### Exercise
Which lines of the data below contain "ticks"? Please show them all.

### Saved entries
"""
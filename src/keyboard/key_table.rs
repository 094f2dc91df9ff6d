//! Live key-state table
//!
//! The external scanner walks all 80 key positions, one per tick, and the
//! table keeps the most recent level seen for each. Levels are active low:
//! `false` means the key is down.

/// Number of scan positions
pub const SCAN_POSITIONS: usize = 80;

/// Per-position key levels, written one entry per tick
#[derive(Debug, Clone)]
pub struct KeyTable {
    levels: [bool; SCAN_POSITIONS],
}

impl KeyTable {
    /// Create a table with every key released
    pub fn new() -> Self {
        Self {
            levels: [true; SCAN_POSITIONS],
        }
    }

    /// Store the level seen at `index`
    ///
    /// Indices outside `0..80` violate the scanner contract; they trip a
    /// debug assertion and are otherwise dropped.
    #[inline]
    pub fn write(&mut self, index: usize, pressed_low: bool) {
        debug_assert!(index < SCAN_POSITIONS, "scan index {index} out of range");
        if let Some(level) = self.levels.get_mut(index) {
            *level = pressed_low;
        }
    }

    /// Raw active-low level at `index`
    #[inline]
    pub fn level(&self, index: usize) -> bool {
        self.levels.get(index).copied().unwrap_or(true)
    }

    /// Whether the key at `index` is currently down
    #[inline]
    pub fn is_pressed(&self, index: usize) -> bool {
        !self.level(index)
    }

    /// Number of keys currently down
    pub fn pressed_count(&self) -> usize {
        self.levels.iter().filter(|&&level| !level).count()
    }

    /// Release every key
    pub fn reset(&mut self) {
        self.levels = [true; SCAN_POSITIONS];
    }
}

impl Default for KeyTable {
    fn default() -> Self {
        Self::new()
    }
}
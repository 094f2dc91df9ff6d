//! Tone synthesis
//!
//! Direct digital synthesis of a sine-like tone with per-channel volume:
//! - [`PhaseAccumulator`] turns `freq` into a step pulse train
//! - [`QuadratureOscillator`] advances once per step pulse
//! - [`VolumePipeline`] delays and scales the oscillator into stereo PCM
//!
//! All three are registered: each tick reads the state latched by the
//! previous tick, so a carry out of the accumulator moves the oscillator on
//! the following tick, and a volume change reaches the output two ticks later.

pub mod oscillator;
pub mod pipeline;

pub use oscillator::{tone_frequency_hz, PhaseAccumulator, QuadratureOscillator};
pub use pipeline::{PipelineStage, StereoSample, VolumePipeline};

/// Stereo tone generator driven by the master tick
#[derive(Debug, Clone, Default)]
pub struct AudioSynthesizer {
    phase: PhaseAccumulator,
    oscillator: QuadratureOscillator,
    pipeline: VolumePipeline,
}

impl AudioSynthesizer {
    /// Create a synthesizer in its reset state
    pub fn new() -> Self {
        Self::default()
    }

    /// Reset to initial state
    pub fn reset(&mut self) {
        self.phase.reset();
        self.oscillator.reset();
        self.pipeline.reset();
    }

    /// Advance one master tick and return the registered stereo sample
    pub fn tick(&mut self, freq: u16, vol_left: i16, vol_right: i16) -> StereoSample {
        let sample = self.pipeline.tick(PipelineStage {
            x: self.oscillator.x(),
            vol_left,
            vol_right,
        });

        if self.phase.step_pulse() {
            self.oscillator.step();
        }
        self.phase.tick(freq);

        sample
    }

    /// Last registered stereo sample
    #[inline]
    pub fn output(&self) -> StereoSample {
        self.pipeline.output()
    }

    /// Oscillator state
    #[inline]
    pub fn oscillator(&self) -> &QuadratureOscillator {
        &self.oscillator
    }

    /// Step generator state
    #[inline]
    pub fn phase(&self) -> &PhaseAccumulator {
        &self.phase
    }

    /// Render `count` ticks with constant inputs into interleaved L/R samples
    pub fn render(&mut self, freq: u16, vol_left: i16, vol_right: i16, count: usize) -> Vec<i16> {
        let mut out = Vec::with_capacity(count * 2);
        for _ in 0..count {
            let s = self.tick(freq, vol_left, vol_right);
            out.push(s.left);
            out.push(s.right);
        }
        out
    }
}
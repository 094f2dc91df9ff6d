//! Audio device integration using rodio

use super::{RingBuffer, StreamConfig};
use crate::{CoreError, Result};
use log::debug;
use parking_lot::Mutex;
use rodio::{OutputStream, Sink, Source};
use std::sync::atomic::{AtomicBool, Ordering};
use std::sync::Arc;
use std::time::Duration;

/// Samples pulled from the ring buffer per lock
const BATCH: usize = 4096;

/// rodio source draining the ring buffer
struct RingBufferSource {
    ring_buffer: Arc<Mutex<RingBuffer>>,
    sample_rate: u32,
    channels: u16,
    finished: Arc<AtomicBool>,
    buffer: Vec<f32>,
    buffer_pos: usize,
    buffer_len: usize,
}

impl RingBufferSource {
    fn new(
        ring_buffer: Arc<Mutex<RingBuffer>>,
        sample_rate: u32,
        channels: u16,
        finished: Arc<AtomicBool>,
    ) -> Self {
        RingBufferSource {
            ring_buffer,
            sample_rate,
            channels,
            finished,
            buffer: vec![0.0; BATCH],
            buffer_pos: 0,
            buffer_len: 0,
        }
    }
}

impl Source for RingBufferSource {
    fn current_frame_len(&self) -> Option<usize> {
        None
    }

    fn channels(&self) -> u16 {
        self.channels
    }

    fn sample_rate(&self) -> u32 {
        self.sample_rate
    }

    fn total_duration(&self) -> Option<Duration> {
        None
    }
}

impl Iterator for RingBufferSource {
    type Item = f32;

    fn next(&mut self) -> Option<f32> {
        if self.buffer_pos >= self.buffer_len {
            // Keep whole frames so channels never swap on a partial read
            let want = BATCH - BATCH % usize::from(self.channels.max(1));
            let read = self.ring_buffer.lock().read(&mut self.buffer[..want]);
            if read == 0 {
                if self.finished.load(Ordering::Relaxed) {
                    return None;
                }
                // Underrun: one frame of silence keeps the stream alive
                self.buffer[..usize::from(self.channels)].fill(0.0);
                self.buffer_len = usize::from(self.channels);
            } else {
                self.buffer_len = read;
            }
            self.buffer_pos = 0;
        }

        let sample = self.buffer[self.buffer_pos];
        self.buffer_pos += 1;
        Some(sample)
    }
}

/// Audio playback device using rodio
pub struct AudioDevice {
    _stream: OutputStream,
    sink: Sink,
    finished: Arc<AtomicBool>,
}

impl AudioDevice {
    /// Open the default output and start draining `ring_buffer`
    pub fn new(config: &StreamConfig, ring_buffer: Arc<Mutex<RingBuffer>>) -> Result<Self> {
        let (stream, stream_handle) = OutputStream::try_default()
            .map_err(|e| CoreError::AudioDeviceError(format!("Failed to open output: {e}")))?;
        let sink = Sink::try_new(&stream_handle)
            .map_err(|e| CoreError::AudioDeviceError(format!("Failed to create sink: {e}")))?;

        let finished = Arc::new(AtomicBool::new(false));
        sink.append(RingBufferSource::new(
            ring_buffer,
            config.sample_rate,
            config.channels(),
            Arc::clone(&finished),
        ));
        debug!(
            "audio device open: {} Hz, {:.0} ms buffer",
            config.sample_rate,
            config.latency_ms()
        );

        Ok(AudioDevice {
            _stream: stream,
            sink,
            finished,
        })
    }

    /// Pause playback
    pub fn pause(&self) {
        self.sink.pause();
    }

    /// Resume playback
    pub fn play(&self) {
        self.sink.play();
    }

    /// Signal that no more samples will be produced
    ///
    /// The source ends once the ring buffer is drained.
    pub fn finish(&self) {
        self.finished.store(true, Ordering::Relaxed);
    }

    /// Block until the queued audio has played out
    pub fn wait_for_finish(&self) {
        self.sink.sleep_until_end();
    }
}

impl Drop for AudioDevice {
    fn drop(&mut self) {
        self.finish();
        self.sink.pause();
    }
}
"""
### Exercise result
//! the following tick, and a volume change reaches the output two ticks later.
    /// Render `count` ticks with constant inputs into interleaved L/R samples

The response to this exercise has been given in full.